Karken: Karkener Pfarrkirche muss saniert werden

Karken : Karkener Pfarrkirche muss saniert werden

Im Jahr 2001 feierte die Pfarrgemeinde St. Severinus Karken das 100-jährige Bestehen ihrer Pfarrkirche, die zugleich ein Wahrzeichen des Ortes ist.

Das Bauwerk hat die Jahrzehnte jedoch nicht spurlos überstanden. So sind nun, um die Substanz zu erhalten, wie es der Wassenberger Architekt Professor Ludwig Rongen, formulierte, „Maßnahmen, die weit über einen neuen dekorativen Anstrich hinausgehen” mittelfristig notwendig. Rund 202.500 Euro wurden für die dringendsten Arbeiten veranschlagt, mit denen bereits im Mai begonnen werden soll.

So muss nach Expertenmeinung zunächst der sehr dichte Dispersionsanstrich aus den 70er Jahren, inzwischen längst unansehnlich geworden, entfernt werden.

Diese Form des Anstrichs, so erläuterte der in puncto Kirchensanierung erfahrene Architekt auch dem Kirchenvorstand und Pfarrer Dr. Georg Giesen, mache ein Ausdiffundieren der Feuchtigkeit in den teils meterdicken Außenwänden unmöglich.

So würden Schadstoffe wie Sulfate und Nitrate transportiert und gespeichert, die in letzter Konsequenz nicht nur dem auf Trasskalk basierenden Oberputz schadeten, sondern auch dem Mauerwerksgefüge in hohem Maße abträglich seien. Als deutliches Indiz verwies er auf Farbablösungen und teilweise Putzschäden im Sockelbereich des Kircheninneren.

Sanierung in drei Schritten

Das Entfernen der Farbschichten als erster Schritt der Sanierungsmaßnahme ist nur durch mühevolles Abbeizen möglich und ist ganzflächig bis hin zu den Gewölbeflächen erforderlich. Im zweiten Schritt wird der durch Nitrate und Sulfate belastete Putz - je nach Konzentration bis mindestes 80 Zentimeter über Salzbefall - entfernt.

Mit einem Salzspeicherputz in zwei Lagen (Sanierungsputzsystem) werden die Flächen neu aufgeputzt. Als dritter und letzter Schritt folgt ein atmungsaktiver Silikat-Anstrich. Entschieden habe man sich für ein bewährtes mineralisches Beschichtungssystem, das die Oberfläche auf Jahrzehnte hin in einem schadensfreien Zustand erscheinen lassen werde, so der Experte.

In Zeiten sozialen Problembewusstseins wird man in Karken dekorative und kostspielige Ausmalereien nun in sehr bescheidenem Maße vornehmen.
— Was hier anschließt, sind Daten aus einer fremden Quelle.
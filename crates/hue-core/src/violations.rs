//! Append-only violation log.
//!
//! A violation is anything the operator should be able to audit later: a
//! truncated reply, a failed search, an interrupted utterance. The log is owned
//! by the controller and handed to each component as a cheap clone.

use chrono::{DateTime, Utc};
use serde::Serialize;
use std::sync::{Arc, Mutex, MutexGuard};
use tracing::warn;

/// One audit record.
#[derive(Debug, Clone, PartialEq, Eq, Serialize)]
pub struct Violation {
    pub timestamp: DateTime<Utc>,
    pub message: String,
}

/// Shared, ordered, append-only list of [`Violation`]s.
#[derive(Debug, Clone, Default)]
pub struct ViolationLog {
    entries: Arc<Mutex<Vec<Violation>>>,
}

impl ViolationLog {
    pub fn new() -> Self {
        Self::default()
    }

    /// Append a violation and mirror it to the `hue::violations` tracing target.
    pub fn record(&self, message: impl Into<String>) {
        let message = message.into();
        warn!(target: "hue::violations", "VIOLATION: {}", message);
        self.lock().push(Violation {
            timestamp: Utc::now(),
            message,
        });
    }

    /// Snapshot of all violations in insertion order.
    pub fn snapshot(&self) -> Vec<Violation> {
        self.lock().clone()
    }

    pub fn len(&self) -> usize {
        self.lock().len()
    }

    pub fn is_empty(&self) -> bool {
        self.lock().is_empty()
    }

    /// Operator action: drop every record.
    pub fn clear(&self) {
        self.lock().clear();
        tracing::info!("Violations log cleared");
    }

    // A panic while holding the lock leaves a Vec that is still valid to read.
    fn lock(&self) -> MutexGuard<'_, Vec<Violation>> {
        self.entries.lock().unwrap_or_else(|poisoned| poisoned.into_inner())
    }
}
Vorgesehen ist einfachste architekturunterstützende Begleitmalerei. Bei der Planung der Sanierung hat man jedoch auch weiter gedacht.

„Sollten im Rahmen der Abbeizmaßnahmen alte Malereien, im Fachjargon als Befunde bezeichnet, von Bedeutung zu Tage treten”, so war vom Architekten zu erfahren, „werden diese zunächst gesichert und reversibel überstrichen.” So hätten nachfolgende, eventuell finanzkräftigere Generationen die Möglichkeit, noch Wiederherstellungsmaßnahmen durchzuführen.

Zusammenarbeit von Architekten und Gemeinde

Die Rongen-Architekten aus Wassenberg, zu denen neben Professor Ludwig Rongen auch Reiner Wirtz und Dipl. Ing. Friedhelm Lindgens gehören, streben auch für die Sanierung der Pfarrkirche St. Severinus eine enge Zusammenarbeit mit Kirchenvorstand und Kirchengemeinde an.

Immerhin können sie bereits auf eine Vielzahl sanierter und in erheblichem Umfang neugestalteter Kirchen im Kreisgebiet verweisen.

Mit einem aufwendigen, auch die letzten Stellen des Deckengewölbes erschießenden Innengerüst-Aufbau starten die Arbeiten im Mai und sollen im November beendet sein.